• Task directions:
Make an exact copy of all the entries shown below.

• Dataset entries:
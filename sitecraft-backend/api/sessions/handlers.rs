use std::sync::Arc;

use axum::extract::{Path, Query, State};
use axum::http::StatusCode;
use axum::Json;
use serde::Deserialize;
use serde_json::{json, Value};

use crate::api::{sandbox_error, ApiError, AppState};
use crate::apply::checkpoint::Checkpoint;
use crate::sandbox::{CommandResult, SandboxInfo, SandboxProvider};
use crate::sessions::SessionStatus;

#[derive(Debug, Default, Deserialize)]
#[serde(default)]
pub(crate) struct CreateSessionBody {
    pub existing_id: Option<String>,
}

#[derive(Debug, Deserialize)]
pub(crate) struct CommandBody {
    pub command: String,
}

#[derive(Debug, Deserialize)]
pub(crate) struct PackagesBody {
    pub packages: Vec<String>,
}

#[derive(Debug, Default, Deserialize)]
#[serde(default)]
pub(crate) struct FilesQuery {
    pub dir: String,
}

/// Provider for `id`, reconnecting when this process does not hold it yet.
pub(crate) async fn provider_for(state: &AppState, id: &str) -> Result<Arc<dyn SandboxProvider>, ApiError> {
    state
        .registry
        .get_or_create_provider(id)
        .await
        .map_err(sandbox_error)
}

/// GET /api/sessions — ids held by this process.
pub(crate) async fn list_sessions(State(state): State<AppState>) -> Json<Value> {
    Json(json!({
        "sessions": state.registry.session_ids().await,
        "active": state.registry.active_session_id().await,
    }))
}

/// POST /api/sessions — reconnect to `existing_id` or provision a new session.
pub(crate) async fn create_session(
    State(state): State<AppState>,
    Json(body): Json<CreateSessionBody>,
) -> Result<Json<SandboxInfo>, ApiError> {
    let info = state
        .registry
        .create_session(body.existing_id.as_deref())
        .await
        .map_err(sandbox_error)?;
    tracing::info!(session_id = %info.session_id, "session ready");
    Ok(Json(info))
}

/// GET /api/sessions/{id}
pub(crate) async fn session_status(State(state): State<AppState>, Path(id): Path<String>) -> Json<SessionStatus> {
    Json(state.registry.check_session_status(&id).await)
}

/// DELETE /api/sessions/{id}
pub(crate) async fn terminate_session(
    State(state): State<AppState>,
    Path(id): Path<String>,
) -> Result<Json<Value>, ApiError> {
    match state.registry.terminate_session(&id).await {
        Ok(true) => {
            state.checkpoints.remove(&id).await;
            Ok(Json(json!({ "status": "terminated", "session_id": id })))
        }
        Ok(false) => Err((
            StatusCode::NOT_FOUND,
            Json(json!({ "error": format!("session {id} is not held by this server") })),
        )),
        Err(e) => Err(sandbox_error(e)),
    }
}

/// POST /api/sessions/{id}/commands
pub(crate) async fn run_command(
    State(state): State<AppState>,
    Path(id): Path<String>,
    Json(body): Json<CommandBody>,
) -> Result<Json<CommandResult>, ApiError> {
    if body.command.trim().is_empty() {
        return Err((StatusCode::BAD_REQUEST, Json(json!({ "error": "command is empty" }))));
    }
    let provider = provider_for(&state, &id).await?;
    let result = provider.run_command(&body.command).await.map_err(sandbox_error)?;
    Ok(Json(result))
}

/// POST /api/sessions/{id}/packages
pub(crate) async fn install_packages(
    State(state): State<AppState>,
    Path(id): Path<String>,
    Json(body): Json<PackagesBody>,
) -> Result<Json<CommandResult>, ApiError> {
    let provider = provider_for(&state, &id).await?;
    let result = provider
        .install_packages(&body.packages)
        .await
        .map_err(sandbox_error)?;
    if !result.success {
        tracing::warn!(session_id = %id, packages = ?body.packages, exit_code = result.exit_code, "package install failed");
    }
    Ok(Json(result))
}

/// POST /api/sessions/{id}/restart
pub(crate) async fn restart_dev_server(
    State(state): State<AppState>,
    Path(id): Path<String>,
) -> Result<Json<Value>, ApiError> {
    let provider = provider_for(&state, &id).await?;
    provider.restart_dev_server().await.map_err(sandbox_error)?;
    let url = provider.sandbox_info().await.and_then(|i| i.url);
    Ok(Json(json!({ "status": "restarted", "url": url })))
}

/// GET /api/sessions/{id}/files?dir=
pub(crate) async fn list_files(
    State(state): State<AppState>,
    Path(id): Path<String>,
    Query(query): Query<FilesQuery>,
) -> Result<Json<Value>, ApiError> {
    let provider = provider_for(&state, &id).await?;
    let files = provider.list_files(&query.dir).await.map_err(sandbox_error)?;
    Ok(Json(json!({ "files": files })))
}

/// GET /api/sessions/{id}/checkpoints
pub(crate) async fn list_checkpoints(State(state): State<AppState>, Path(id): Path<String>) -> Json<Value> {
    Json(json!({ "checkpoints": state.checkpoints.list(&id).await }))
}

/// GET /api/sessions/{id}/checkpoints/{checkpoint_id}
pub(crate) async fn get_checkpoint(
    State(state): State<AppState>,
    Path((id, checkpoint_id)): Path<(String, String)>,
) -> Result<Json<Checkpoint>, ApiError> {
    state
        .checkpoints
        .get(&id, &checkpoint_id)
        .await
        .map(Json)
        .ok_or_else(|| (StatusCode::NOT_FOUND, Json(json!({ "error": "checkpoint not found" }))))
}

• Response area:
filename sitecraft-backend/api/sessions/handlers.rs
use std::sync::Arc;

use axum::extract::{Path, Query, State};
use axum::http::StatusCode;
use axum::Json;
use serde::Deserialize;
use serde_json::{json, Value};

use crate::api::{sandbox_error, ApiError, AppState};
use crate::apply::checkpoint::Checkpoint;
use crate::sandbox::{CommandResult, SandboxInfo, SandboxProvider};
use crate::sessions::SessionStatus;

#[derive(Debug, Default, Deserialize)]
#[serde(default)]
pub(crate) struct CreateSessionBody {
    pub existing_id: Option<String>,
}

#[derive(Debug, Deserialize)]
pub(crate) struct CommandBody {
    pub command: String,
}

#[derive(Debug, Deserialize)]
pub(crate) struct PackagesBody {
    pub packages: Vec<String>,
}

#[derive(Debug, Default, Deserialize)]
#[serde(default)]
pub(crate) struct FilesQuery {
    pub dir: String,
}

/// Provider for `id`, reconnecting when this process does not hold it yet.
pub(crate) async fn provider_for(state: &AppState, id: &str) -> Result<Arc<dyn SandboxProvider>, ApiError> {
    state
        .registry
        .get_or_create_provider(id)
        .await
        .map_err(sandbox_error)
}

/// GET /api/sessions — ids held by this process.
pub(crate) async fn list_sessions(State(state): State<AppState>) -> Json<Value> {
    Json(json!({
        "sessions": state.registry.session_ids().await,
        "active": state.registry.active_session_id().await,
    }))
}

/// POST /api/sessions — reconnect to `existing_id` or provision a new session.
pub(crate) async fn create_session(
    State(state): State<AppState>,
    Json(body): Json<CreateSessionBody>,
) -> Result<Json<SandboxInfo>, ApiError> {
    let info = state
        .registry
        .create_session(body.existing_id.as_deref())
        .await
        .map_err(sandbox_error)?;
    tracing::info!(session_id = %info.session_id, "session ready");
    Ok(Json(info))
}

/// GET /api/sessions/{id}
pub(crate) async fn session_status(State(state): State<AppState>, Path(id): Path<String>) -> Json<SessionStatus> {
    Json(state.registry.check_session_status(&id).await)
}

/// DELETE /api/sessions/{id}
pub(crate) async fn terminate_session(
    State(state): State<AppState>,
    Path(id): Path<String>,
) -> Result<Json<Value>, ApiError> {
    match state.registry.terminate_session(&id).await {
        Ok(true) => {
            state.checkpoints.remove(&id).await;
            Ok(Json(json!({ "status": "terminated", "session_id": id })))
        }
        Ok(false) => Err((
            StatusCode::NOT_FOUND,
            Json(json!({ "error": format!("session {id} is not held by this server") })),
        )),
        Err(e) => Err(sandbox_error(e)),
    }
}

/// POST /api/sessions/{id}/commands
pub(crate) async fn run_command(
    State(state): State<AppState>,
    Path(id): Path<String>,
    Json(body): Json<CommandBody>,
) -> Result<Json<CommandResult>, ApiError> {
    if body.command.trim().is_empty() {
        return Err((StatusCode::BAD_REQUEST, Json(json!({ "error": "command is empty" }))));
    }
    let provider = provider_for(&state, &id).await?;
    let result = provider.run_command(&body.command).await.map_err(sandbox_error)?;
    Ok(Json(result))
}

/// POST /api/sessions/{id}/packages
pub(crate) async fn install_packages(
    State(state): State<AppState>,
    Path(id): Path<String>,
    Json(body): Json<PackagesBody>,
) -> Result<Json<CommandResult>, ApiError> {
    let provider = provider_for(&state, &id).await?;
    let result = provider
        .install_packages(&body.packages)
        .await
        .map_err(sandbox_error)?;
    if !result.success {
        tracing::warn!(session_id = %id, packages = ?body.packages, exit_code = result.exit_code, "package install failed");
    }
    Ok(Json(result))
}

/// POST /api/sessions/{id}/restart
pub(crate) async fn restart_dev_server(
    State(state): State<AppState>,
    Path(id): Path<String>,
) -> Result<Json<Value>, ApiError> {
    let provider = provider_for(&state, &id).await?;
    provider.restart_dev_server().await.map_err(sandbox_error)?;
    let url = provider.sandbox_info().await.and_then(|i| i.url);
    Ok(Json(json!({ "status": "restarted", "url": url })))
}

/// GET /api/sessions/{id}/files?dir=
pub(crate) async fn list_files(
    State(state): State<AppState>,
    Path(id): Path<String>,
    Query(query): Query<FilesQuery>,
) -> Result<Json<Value>, ApiError> {
    let provider = provider_for(&state, &id).await?;
    let files = provider.list_files(&query.dir).await.map_err(sandbox_error)?;
    Ok(Json(json!({ "files": files })))
}

/// GET /api/sessions/{id}/checkpoints
pub(crate) async fn list_checkpoints(State(state): State<AppState>, Path(id): Path<String>) -> Json<Value> {
    Json(json!({ "checkpoints": state.checkpoints.list(&id).await }))
}

/// GET /api/sessions/{id}/checkpoints/{checkpoint_id}
pub(crate) async fn get_checkpoint(
    State(state): State<AppState>,
    Path((id, checkpoint_id)): Path<(String, String)>,
) -> Result<Json<Checkpoint>, ApiError> {
    state
        .checkpoints
        .get(&id, &checkpoint_id)
        .await
        .map(Json)
        .ok_or_else(|| (StatusCode::NOT_FOUND, Json(json!({ "error": "checkpoint not found" }))))
}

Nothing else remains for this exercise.